Even if we are able to identify problems with an acquisition, the seller may be unwilling or unable to provide effective contractual protection or indemnity against all or part of these problems. Even if a seller agrees to provide indemnity, the indemnity may not be fully enforceable and may be limited by floors and caps on such indemnity.
Hedging transactions may limit our potential gains or cause us to lose money. Pricing for natural gas has been volatile and unpredictable for many years. To limit exposure to changing natural gas prices, we use financial and physical hedges for our natural gas production. Physical hedges are not deemed hedges for accounting purposes because they require firm delivery of natural gas and are considered normal sales of natural gas. We generally limit these arrangements to smaller quantities than those projected to be available at any delivery point. Additionally, we may enter into financial hedges, which may include purchases of regulated NYMEX futures and options contracts and non-regulated over-the-counter futures contracts with qualified counterparties. The futures contracts are commitments to purchase or sell natural gas at future dates and generally cover one-month periods for up to 36 months in the future.

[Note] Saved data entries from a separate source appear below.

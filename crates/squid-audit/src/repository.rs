//! Audit repository backends

use async_trait::async_trait;
use squid_core::effects::{decode_json, encode_json, namespace};
use squid_core::{
    AuditEntry, AuditRepository, IdentityId, KvStore, PhysicalTime, SecurityFlag,
    SecurityFlagId, StorageError,
};
use std::collections::HashMap;
use std::sync::Arc;
use tokio::sync::RwLock;

#[derive(Debug, Default)]
struct MemoryState {
    entries: HashMap<IdentityId, Vec<AuditEntry>>,
    flags: HashMap<SecurityFlagId, SecurityFlag>,
}

/// In-memory audit repository
#[derive(Debug, Clone, Default)]
pub struct MemoryAuditRepository {
    state: Arc<RwLock<MemoryState>>,
}

impl MemoryAuditRepository {
    /// Create an empty repository
    pub fn new() -> Self {
        Self::default()
    }

    /// Total number of stored entries across identities
    pub async fn entry_count(&self) -> usize {
        self.state.read().await.entries.values().map(Vec::len).sum()
    }
}

#[async_trait]
impl AuditRepository for MemoryAuditRepository {
    async fn append(&self, entry: &AuditEntry) -> Result<(), StorageError> {
        let mut state = self.state.write().await;
        let log = state.entries.entry(entry.identity_id.clone()).or_default();
        match log.binary_search_by_key(&entry.sequence, |e| e.sequence) {
            Ok(_) => Err(StorageError::backend(format!(
                "audit entry {} of {} already exists",
                entry.sequence, entry.identity_id
            ))),
            Err(pos) => {
                log.insert(pos, entry.clone());
                Ok(())
            }
        }
    }

    async fn entries(&self, identity: &IdentityId) -> Result<Vec<AuditEntry>, StorageError> {
        Ok(self
            .state
            .read()
            .await
            .entries
            .get(identity)
            .cloned()
            .unwrap_or_default())
    }

    async fn identities(&self) -> Result<Vec<IdentityId>, StorageError> {
        let state = self.state.read().await;
        let mut ids: Vec<_> = state
            .entries
            .iter()
            .filter(|(_, log)| !log.is_empty())
            .map(|(id, _)| id.clone())
            .collect();
        ids.sort();
        Ok(ids)
    }

    async fn purge_before(
        &self,
        identity: &IdentityId,
        cutoff: PhysicalTime,
    ) -> Result<usize, StorageError> {
        let mut state = self.state.write().await;
        let Some(log) = state.entries.get_mut(identity) else {
            return Ok(0);
        };
        let before = log.len();
        log.retain(|e| e.timestamp >= cutoff);
        Ok(before - log.len())
    }

    async fn put_flag(&self, flag: &SecurityFlag) -> Result<(), StorageError> {
        self.state.write().await.flags.insert(flag.id, flag.clone());
        Ok(())
    }

    async fn get_flag(&self, id: &SecurityFlagId) -> Result<Option<SecurityFlag>, StorageError> {
        Ok(self.state.read().await.flags.get(id).cloned())
    }

    async fn flags(
        &self,
        identity: Option<&IdentityId>,
    ) -> Result<Vec<SecurityFlag>, StorageError> {
        let state = self.state.read().await;
        let mut flags: Vec<_> = state
            .flags
            .values()
            .filter(|f| identity.map_or(true, |id| &f.identity_id == id))
            .cloned()
            .collect();
        flags.sort_by_key(|f| (f.timestamp, f.id));
        Ok(flags)
    }
}

/// Audit repository persisted as JSON documents.
///
/// Entries live under `audit/<did>/<sequence>`, flags under `flag/<id>`.
#[derive(Debug, Clone)]
pub struct KvAuditRepository<S> {
    store: Arc<S>,
}

impl<S: KvStore> KvAuditRepository<S> {
    /// Layer a repository over a key/value store
    pub fn new(store: Arc<S>) -> Self {
        Self { store }
    }
}

#[async_trait]
impl<S: KvStore + 'static> AuditRepository for KvAuditRepository<S> {
    async fn append(&self, entry: &AuditEntry) -> Result<(), StorageError> {
        let key = namespace::audit_key(&entry.identity_id, entry.sequence);
        if self.store.get(&key).await?.is_some() {
            return Err(StorageError::backend(format!("{key} already exists")));
        }
        let bytes = encode_json(&key, entry)?;
        self.store.put(&key, bytes).await
    }

    async fn entries(&self, identity: &IdentityId) -> Result<Vec<AuditEntry>, StorageError> {
        let mut out = Vec::new();
        for key in self.store.list_keys(&namespace::audit_prefix(identity)).await? {
            if let Some(bytes) = self.store.get(&key).await? {
                out.push(decode_json(&key, &bytes)?);
            }
        }
        Ok(out)
    }

    async fn identities(&self) -> Result<Vec<IdentityId>, StorageError> {
        let mut ids: Vec<IdentityId> = Vec::new();
        for key in self.store.list_keys(namespace::AUDIT).await? {
            let Some((did, _)) = key
                .strip_prefix(namespace::AUDIT)
                .and_then(|rest| rest.rsplit_once('/'))
            else {
                continue;
            };
            if ids.last().map(IdentityId::as_str) != Some(did) {
                ids.push(IdentityId::new(did));
            }
        }
        Ok(ids)
    }

    async fn purge_before(
        &self,
        identity: &IdentityId,
        cutoff: PhysicalTime,
    ) -> Result<usize, StorageError> {
        let mut purged = 0;
        for key in self.store.list_keys(&namespace::audit_prefix(identity)).await? {
            let Some(bytes) = self.store.get(&key).await? else {
                continue;
            };
            let entry: AuditEntry = decode_json(&key, &bytes)?;
            if entry.timestamp < cutoff && self.store.remove(&key).await? {
                purged += 1;
            }
        }
        Ok(purged)
    }

    async fn put_flag(&self, flag: &SecurityFlag) -> Result<(), StorageError> {
        let key = namespace::flag_key(&flag.id);
        let bytes = encode_json(&key, flag)?;
        self.store.put(&key, bytes).await
    }

    async fn get_flag(&self, id: &SecurityFlagId) -> Result<Option<SecurityFlag>, StorageError> {
        let key = namespace::flag_key(id);
        match self.store.get(&key).await? {
            Some(bytes) => decode_json(&key, &bytes).map(Some),
            None => Ok(None),
        }
    }

    async fn flags(
        &self,
        identity: Option<&IdentityId>,
    ) -> Result<Vec<SecurityFlag>, StorageError> {
        let mut flags = Vec::new();
        for key in self.store.list_keys(namespace::FLAG).await? {
            let Some(bytes) = self.store.get(&key).await? else {
                continue;
            };
            let flag: SecurityFlag = decode_json(&key, &bytes)?;
            if identity.map_or(true, |id| &flag.identity_id == id) {
                flags.push(flag);
            }
        }
        flags.sort_by_key(|f| (f.timestamp, f.id));
        Ok(flags)
    }
}

#[cfg(test)]
mod tests {
    use super::*;
    use squid_core::{AuditEntryId, AuditOutcome, MemoryKvStore};

    fn entry(identity: &IdentityId, sequence: u64, ts: u64) -> AuditEntry {
        AuditEntry {
            id: AuditEntryId::new(),
            identity_id: identity.clone(),
            sequence,
            action: "message.send".into(),
            timestamp: PhysicalTime::from_millis(ts),
            outcome: AuditOutcome::Allowed,
            metadata: serde_json::Map::new(),
            correlation_id: None,
            signature: None,
        }
    }

    async fn exercise(repo: &dyn AuditRepository) {
        let a = IdentityId::new("did:squid:a");
        let b = IdentityId::new("did:squid:b");
        repo.append(&entry(&a, 1, 20)).await.unwrap();
        repo.append(&entry(&a, 0, 10)).await.unwrap();
        repo.append(&entry(&b, 0, 30)).await.unwrap();
        assert!(repo.append(&entry(&a, 1, 99)).await.is_err());

        let seqs: Vec<_> = repo.entries(&a).await.unwrap().iter().map(|e| e.sequence).collect();
        assert_eq!(seqs, vec![0, 1]);
        assert_eq!(repo.identities().await.unwrap(), vec![a.clone(), b.clone()]);

        assert_eq!(
            repo.purge_before(&a, PhysicalTime::from_millis(15)).await.unwrap(),
            1
        );
        assert_eq!(repo.entries(&a).await.unwrap().len(), 1);
    }

    #[tokio::test]
    async fn memory_repository_keeps_append_order() {
        exercise(&MemoryAuditRepository::new()).await;
    }

    #[tokio::test]
    async fn kv_repository_keeps_append_order() {
        exercise(&KvAuditRepository::new(Arc::new(MemoryKvStore::new()))).await;
    }

    #[tokio::test]
    async fn kv_repository_reports_malformed_entries() {
        let kv = Arc::new(MemoryKvStore::new());
        let repo = KvAuditRepository::new(kv.clone());
        let a = IdentityId::new("did:squid:a");
        kv.put(&namespace::audit_key(&a, 0), b"not json".to_vec())
            .await
            .unwrap();
        assert!(matches!(
            repo.entries(&a).await,
            Err(StorageError::Malformed { .. })
        ));
    }
}
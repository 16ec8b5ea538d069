//! Session lifecycle signals and store notifications

use serde::{Deserialize, Serialize};
use squid_core::IdentityId;

/// Host-reported session lifecycle change.
#[derive(Debug, Clone, Copy, PartialEq, Eq, Serialize, Deserialize)]
#[serde(tag = "signal", rename_all = "snake_case")]
pub enum LifecycleSignal {
    /// User logged out
    Logout,
    /// Page or tab is unloading
    PageUnload,
    /// The session has been hidden for `hidden_for_ms`
    VisibilityLost {
        /// How long the session has been hidden
        hidden_for_ms: u64,
    },
    /// The session became visible again
    VisibilityRestored,
}

/// Why a session cleanup ran.
#[derive(Debug, Clone, Copy, PartialEq, Eq, Serialize, Deserialize)]
#[serde(rename_all = "snake_case")]
pub enum CleanupTrigger {
    /// Explicit call by the host
    Manual,
    /// Logout
    Logout,
    /// Page unload
    PageUnload,
    /// Visibility lost beyond the threshold
    VisibilityLoss,
}

/// Notification broadcast to store listeners.
#[derive(Debug, Clone, PartialEq, Eq, Serialize, Deserialize)]
#[serde(tag = "event", rename_all = "snake_case")]
pub enum EphemeralEvent {
    /// Auto-destruct items were destroyed on session loss
    SessionCleanup {
        /// Cause
        trigger: CleanupTrigger,
        /// Items destroyed
        removed: usize,
    },
    /// Every item of one identity was removed
    IdentityPurged {
        /// Purged identity
        identity_id: IdentityId,
        /// Items removed
        removed: usize,
    },
    /// Expired items were evicted by a sweep
    Swept {
        /// Items evicted
        removed: usize,
    },
}
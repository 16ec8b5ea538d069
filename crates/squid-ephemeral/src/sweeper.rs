//! Background sweep driver
//!
//! Runs [`EphemeralStore::sweep`] every `sweep_interval_ms` until the handle
//! is shut down or dropped. Sweeps are idempotent, so a missed or repeated
//! tick is harmless.

use crate::store::EphemeralStore;
use std::sync::Arc;
use tokio::sync::watch;
use tokio::task::JoinHandle;
use tokio::time::MissedTickBehavior;
use tracing::{debug, warn};

/// Handle to a running sweeper task.
#[derive(Debug)]
pub struct SweeperHandle {
    shutdown_tx: watch::Sender<bool>,
    handle: JoinHandle<()>,
}

impl SweeperHandle {
    /// Stop the sweeper and wait for it to exit.
    pub async fn shutdown(self) {
        let _ = self.shutdown_tx.send(true);
        if let Err(e) = self.handle.await {
            warn!(error = %e, "Ephemeral sweeper exited abnormally");
        }
    }
}

/// Spawn the periodic sweep on the current tokio runtime.
pub fn spawn_sweeper(store: Arc<EphemeralStore>) -> SweeperHandle {
    let (shutdown_tx, mut shutdown_rx) = watch::channel(false);
    let period = store.config().sweep_interval();
    let handle = tokio::spawn(async move {
        let mut ticker = tokio::time::interval(period);
        ticker.set_missed_tick_behavior(MissedTickBehavior::Delay);
        loop {
            tokio::select! {
                _ = shutdown_rx.changed() => break,
                _ = ticker.tick() => {
                    if let Err(e) = store.sweep().await {
                        warn!(error = %e, "Ephemeral sweep failed");
                    }
                }
            }
        }
        debug!("Ephemeral sweeper stopped");
    });
    SweeperHandle {
        shutdown_tx,
        handle,
    }
}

By removing the price volatility from a significant portion of our natural gas production, we have reduced, but not eliminated, the potential effects of changing natural gas prices on our cash flow from operations for those periods. Furthermore, while intended to help reduce the effects of volatile natural gas prices, such transactions, depending on the hedging instrument used, may limit our potential gains if natural gas prices were to rise substantially over the price established by the hedge. Under circumstances in which, among other things, production is substantially less than expected, the counterparties to our futures contracts fail to perform under the contracts or a sudden, unexpected event materially impacts natural gas prices, we may be exposed to the risk of financial loss.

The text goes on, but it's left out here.